TASK BRIEF: From the first line of the material through the line containing "let level = if", restate everything word for word and nothing more.

ENTRIES SUPPLIED:
....

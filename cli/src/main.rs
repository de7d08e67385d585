mod commands;
mod config;
mod destination;
mod power;
mod progress;

use anyhow::Result;
use clap::{Parser, Subcommand};
use commands::{backup::BackupCommand, hash::HashCommand};
use std::path::PathBuf;
use std::process::ExitCode;
use tracing::debug;
use tracing_subscriber::{EnvFilter, FmtSubscriber};

#[derive(Parser)]
#[command(
    name = "shardcas",
    version,
    about = "Content-addressed deduplicating uploader",
    long_about = "Shardcas hashes every file under the given directories and uploads each \
                  content once, keyed by its SHA-256, to an S3 bucket or a local directory"
)]
struct Cli {
    #[command(subcommand)]
    command: Commands,

    #[arg(long, global = true, env = "SHARDCAS_CONFIG", help = "Config file path")]
    config: Option<PathBuf>,

    #[arg(short, long, global = true, help = "Enable verbose output")]
    verbose: bool,

    #[arg(short, long, global = true, help = "Enable quiet mode")]
    quiet: bool,
}

#[derive(Subcommand)]
enum Commands {
    #[command(about = "Upload every file under the given directories")]
    Backup(BackupCommand),

    #[command(about = "Print the digest and store key of files")]
    Hash(HashCommand),
}

#[tokio::main]
async fn main() -> Result<ExitCode> {
    let cli = Cli::parse();

    init_tracing(cli.verbose, cli.quiet);

    debug!("Starting Shardcas");

    match cli.command {
        Commands::Backup(ref cmd) => cmd.run(&cli).await,
        Commands::Hash(ref cmd) => cmd.run().await.map(|()| ExitCode::SUCCESS),
    }
}

fn init_tracing(verbose: bool, quiet: bool) {
    let level = if quiet {
        "warn"
    } else if verbose {
        "debug"
    } else {
        "info"
    };

    let filter = EnvFilter::try_from_default_env().unwrap_or_else(|_| {
        EnvFilter::new(format!(
            "shardcas_cli={level},shardcas_core={level},shardcas_backends={level}"
        ))
    });

    let subscriber = FmtSubscriber::builder()
        .with_env_filter(filter)
        .with_writer(std::io::stderr)
        .finish();

    if let Err(e) = tracing::subscriber::set_global_default(subscriber) {
        eprintln!("Failed to set tracing subscriber: {e}");
    }
}
use async_trait::async_trait;
use aws_config::BehaviorVersion;
use aws_sdk_s3::Client;
use aws_sdk_s3::error::{DisplayErrorContext, ProvideErrorMetadata, SdkError};
use aws_sdk_s3::primitives::ByteStream;
use aws_sdk_s3::types::{ChecksumAlgorithm, ChecksumMode};
use base64::Engine;
use base64::engine::general_purpose::STANDARD as BASE64;
use shardcas_core::store::{ObjectInfo, RemoteStore, StoreType};
use shardcas_core::{ContentDigest, Error, ObjectKey, Result};
use std::path::Path;
use tracing::debug;

/// S3 or S3-compatible bucket. Credentials and region come from the default
/// AWS provider chain.
pub struct S3Backend {
    client: Client,
    bucket: String,
    prefix: String,
}

impl S3Backend {
    pub async fn new(bucket: String, prefix: String) -> Result<Self> {
        let config = aws_config::load_defaults(BehaviorVersion::latest()).await;
        let client = Client::new(&config);

        Ok(Self {
            client,
            bucket,
            prefix: normalize_prefix(&prefix),
        })
    }

    /// Targets an S3-compatible service (MinIO, Ceph, R2, ...) at `endpoint`.
    pub async fn with_endpoint(bucket: String, prefix: String, endpoint: String) -> Result<Self> {
        let config = aws_config::defaults(BehaviorVersion::latest())
            .endpoint_url(endpoint)
            .load()
            .await;
        let s3_config = aws_sdk_s3::config::Builder::from(&config)
            .force_path_style(true)
            .build();
        let client = Client::from_conf(s3_config);

        Ok(Self {
            client,
            bucket,
            prefix: normalize_prefix(&prefix),
        })
    }

    pub fn bucket(&self) -> &str {
        &self.bucket
    }

    fn full_key(&self, key: &ObjectKey) -> String {
        full_key(&self.prefix, key)
    }
}

fn normalize_prefix(prefix: &str) -> String {
    prefix.trim_matches('/').to_string()
}

fn full_key(prefix: &str, key: &ObjectKey) -> String {
    if prefix.is_empty() {
        key.to_string()
    } else {
        format!("{}/{}", prefix, key)
    }
}

/// S3 reports SHA-256 checksums base64-encoded. Multipart objects carry a
/// checksum-of-checksums with a `-N` suffix, which is not a content digest.
fn decode_checksum(value: &str) -> Option<ContentDigest> {
    if value.contains('-') {
        return None;
    }
    let bytes = BASE64.decode(value).ok()?;
    let array: [u8; 32] = bytes.try_into().ok()?;
    Some(ContentDigest::new(array))
}

/// Error codes S3 and compatible services use for throttling and overload.
const TRANSIENT_CODES: &[&str] = &[
    "SlowDown",
    "RequestTimeout",
    "Throttling",
    "ThrottlingException",
    "InternalError",
    "ServiceUnavailable",
];

/// Whether a failed request is worth repeating, judged from the SDK's error
/// kind and the HTTP status or error code the service returned.
fn is_transient<E: ProvideErrorMetadata>(err: &SdkError<E>) -> bool {
    match err {
        SdkError::TimeoutError(_) | SdkError::DispatchFailure(_) | SdkError::ResponseError(_) => {
            true
        }
        SdkError::ServiceError(service) => {
            let status = service.raw().status().as_u16();
            status == 429
                || (500..600).contains(&status)
                || service
                    .err()
                    .code()
                    .is_some_and(|code| TRANSIENT_CODES.contains(&code))
        }
        _ => false,
    }
}

fn sdk_error<E>(context: String, err: &SdkError<E>) -> Error
where
    E: ProvideErrorMetadata + std::error::Error + 'static,
{
    let message = format!("{}: {}", context, DisplayErrorContext(err));
    if is_transient(err) {
        Error::Transient(message)
    } else {
        Error::Backend(message)
    }
}

#[async_trait]
impl RemoteStore for S3Backend {
    async fn init(&self) -> Result<()> {
        self.client
            .head_bucket()
            .bucket(&self.bucket)
            .send()
            .await
            .map_err(|e| sdk_error(format!("Bucket {} not accessible", self.bucket), &e))?;
        Ok(())
    }

    async fn stat(&self, key: &ObjectKey) -> Result<Option<ObjectInfo>> {
        let result = self
            .client
            .head_object()
            .bucket(&self.bucket)
            .key(self.full_key(key))
            .send()
            .await;

        let response = match result {
            Ok(response) => response,
            Err(e) => {
                if e.as_service_error().is_some_and(|se| se.is_not_found()) {
                    return Ok(None);
                }
                return Err(sdk_error(format!("Failed to stat {}", key), &e));
            }
        };

        let size = response
            .content_length()
            .and_then(|length| u64::try_from(length).ok());
        let modified = response
            .last_modified()
            .and_then(|t| chrono::DateTime::from_timestamp(t.secs(), t.subsec_nanos()));

        Ok(Some(ObjectInfo {
            key: key.clone(),
            size,
            modified,
        }))
    }

    async fn checksum(&self, key: &ObjectKey) -> Result<Option<ContentDigest>> {
        let result = self
            .client
            .head_object()
            .bucket(&self.bucket)
            .key(self.full_key(key))
            .checksum_mode(ChecksumMode::Enabled)
            .send()
            .await;

        match result {
            Ok(response) => Ok(response.checksum_sha256().and_then(decode_checksum)),
            Err(e) if e.as_service_error().is_some_and(|se| se.is_not_found()) => Ok(None),
            Err(e) => Err(sdk_error(format!("Failed to read checksum of {}", key), &e)),
        }
    }

    async fn put_file(&self, key: &ObjectKey, path: &Path, digest: &ContentDigest) -> Result<()> {
        let body = ByteStream::from_path(path)
            .await
            .map_err(|e| Error::Backend(format!("Failed to open {}: {}", path.display(), e)))?;

        // S3 recomputes the checksum and rejects the upload if the file
        // changed after it was hashed.
        self.client
            .put_object()
            .bucket(&self.bucket)
            .key(self.full_key(key))
            .body(body)
            .checksum_algorithm(ChecksumAlgorithm::Sha256)
            .checksum_sha256(BASE64.encode(digest.as_bytes()))
            .send()
            .await
            .map_err(|e| {
                sdk_error(format!("Failed to upload {} to {}", path.display(), key), &e)
            })?;
        debug!(bucket = %self.bucket, key = %key, "Put object");

        Ok(())
    }

    fn store_type(&self) -> StoreType {
        StoreType::S3
    }
}

#[cfg(test)]
mod tests {
    use super::*;
    use aws_sdk_s3::config::http::HttpResponse;
    use aws_sdk_s3::error::ErrorMetadata;
    use aws_sdk_s3::operation::put_object::PutObjectError;
    use aws_sdk_s3::primitives::SdkBody;

    #[test]
    fn test_full_key_with_and_without_prefix() {
        let key = ObjectKey::from_digest(&ContentDigest::from_data(b"hello"));
        assert_eq!(full_key("", &key), key.to_string());
        assert_eq!(
            full_key(&normalize_prefix("/backups/laptop/"), &key),
            format!("backups/laptop/{}", key)
        );
    }

    fn service_error(status: u16, code: &str) -> SdkError<PutObjectError> {
        let response = HttpResponse::new(status.try_into().unwrap(), SdkBody::empty());
        SdkError::service_error(
            PutObjectError::generic(ErrorMetadata::builder().code(code).build()),
            response,
        )
    }

    #[test]
    fn test_transient_classification() {
        assert!(is_transient(&service_error(503, "ServiceUnavailable")));
        assert!(is_transient(&service_error(500, "InternalError")));
        assert!(is_transient(&service_error(429, "TooManyRequests")));
        assert!(is_transient(&service_error(400, "RequestTimeout")));
        assert!(!is_transient(&service_error(403, "AccessDenied")));
        assert!(!is_transient(&service_error(400, "BadDigest")));
        let timeout: SdkError<PutObjectError> = SdkError::timeout_error("slow");
        assert!(is_transient(&timeout));
        let malformed: SdkError<PutObjectError> = SdkError::construction_failure("bad request");
        assert!(!is_transient(&malformed));
    }

    #[test]
    fn test_permanent_error_stays_permanent_whatever_the_key() {
        // Paths and hex keys routinely contain "500" or "429".
        let err = sdk_error(
            "Failed to upload /home/me/IMG_5001.jpg to cas/4/2/429500".to_string(),
            &service_error(403, "AccessDenied"),
        );
        assert!(matches!(err, Error::Backend(_)));

        let err = sdk_error("Failed to stat x".to_string(), &service_error(503, "SlowDown"));
        assert!(matches!(err, Error::Transient(_)));
    }

    #[test]
    fn test_decode_checksum() {
        let digest = ContentDigest::from_data(b"hello");
        let encoded = BASE64.encode(digest.as_bytes());
        assert_eq!(decode_checksum(&encoded), Some(digest));
        assert_eq!(decode_checksum(&format!("{}-3", encoded)), None);
        assert_eq!(decode_checksum("not base64!"), None);
        assert_eq!(decode_checksum(&BASE64.encode(b"short")), None);
    }
}
use std::fs;
use std::io;
use std::path::{Path, PathBuf};

pub const SYSFS_POWER_SUPPLY: &str = "/sys/class/power_supply";

/// Whether the machine currently runs on external power.
pub trait PowerSource: Send + Sync {
    fn on_external_power(&self) -> io::Result<bool>;
}

/// Reads the Linux power-supply class.
///
/// An online mains or USB supply means external power. Without one, a
/// discharging battery means battery power. Machines with no power-supply
/// entries at all (desktops, containers, other platforms) count as external
/// power.
pub struct SysfsPowerSource {
    root: PathBuf,
}

impl SysfsPowerSource {
    pub fn new<P: AsRef<Path>>(root: P) -> Self {
        Self {
            root: root.as_ref().to_path_buf(),
        }
    }
}

impl Default for SysfsPowerSource {
    fn default() -> Self {
        Self::new(SYSFS_POWER_SUPPLY)
    }
}

fn read_attr(dir: &Path, name: &str) -> Option<String> {
    fs::read_to_string(dir.join(name))
        .ok()
        .map(|s| s.trim().to_string())
}

impl PowerSource for SysfsPowerSource {
    fn on_external_power(&self) -> io::Result<bool> {
        if !self.root.is_dir() {
            return Ok(true);
        }

        let mut external_supplies = 0;
        let mut batteries = Vec::new();

        for entry in fs::read_dir(&self.root)? {
            let dir = entry?.path();
            match read_attr(&dir, "type").as_deref() {
                Some("Battery") => batteries.push(dir),
                Some("Mains") | Some("USB") | Some("USB_C") | Some("USB_PD") => {
                    external_supplies += 1;
                    if read_attr(&dir, "online").as_deref() == Some("1") {
                        return Ok(true);
                    }
                }
                _ => {}
            }
        }

        if batteries.is_empty() {
            return Ok(true);
        }
        if external_supplies > 0 {
            return Ok(false);
        }

        let discharging = batteries
            .iter()
            .any(|dir| read_attr(dir, "status").as_deref() == Some("Discharging"));
        Ok(!discharging)
    }
}

/// Fixed answer, for tests.
#[cfg(test)]
pub struct AssumePower(pub bool);

#[cfg(test)]
impl PowerSource for AssumePower {
    fn on_external_power(&self) -> io::Result<bool> {
        Ok(self.0)
    }
}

....

SOLUTION TO THIS EXERCISE:
filename cli/src/main.rs
repository de7d08e67385d585
mod commands;
mod config;
mod destination;
mod power;
mod progress;

use anyhow::Result;
use clap::{Parser, Subcommand};
use commands::{backup::BackupCommand, hash::HashCommand};
use std::path::PathBuf;
use std::process::ExitCode;
use tracing::debug;
use tracing_subscriber::{EnvFilter, FmtSubscriber};

#[derive(Parser)]
#[command(
    name = "shardcas",
    version,
    about = "Content-addressed deduplicating uploader",
    long_about = "Shardcas hashes every file under the given directories and uploads each \
                  content once, keyed by its SHA-256, to an S3 bucket or a local directory"
)]
struct Cli {
    #[command(subcommand)]
    command: Commands,

    #[arg(long, global = true, env = "SHARDCAS_CONFIG", help = "Config file path")]
    config: Option<PathBuf>,

    #[arg(short, long, global = true, help = "Enable verbose output")]
    verbose: bool,

    #[arg(short, long, global = true, help = "Enable quiet mode")]
    quiet: bool,
}

#[derive(Subcommand)]
enum Commands {
    #[command(about = "Upload every file under the given directories")]
    Backup(BackupCommand),

    #[command(about = "Print the digest and store key of files")]
    Hash(HashCommand),
}

#[tokio::main]
async fn main() -> Result<ExitCode> {
    let cli = Cli::parse();

    init_tracing(cli.verbose, cli.quiet);

    debug!("Starting Shardcas");

    match cli.command {
        Commands::Backup(ref cmd) => cmd.run(&cli).await,
        Commands::Hash(ref cmd) => cmd.run().await.map(|()| ExitCode::SUCCESS),
    }
}

fn init_tracing(verbose: bool, quiet: bool) {
    let level = if quiet {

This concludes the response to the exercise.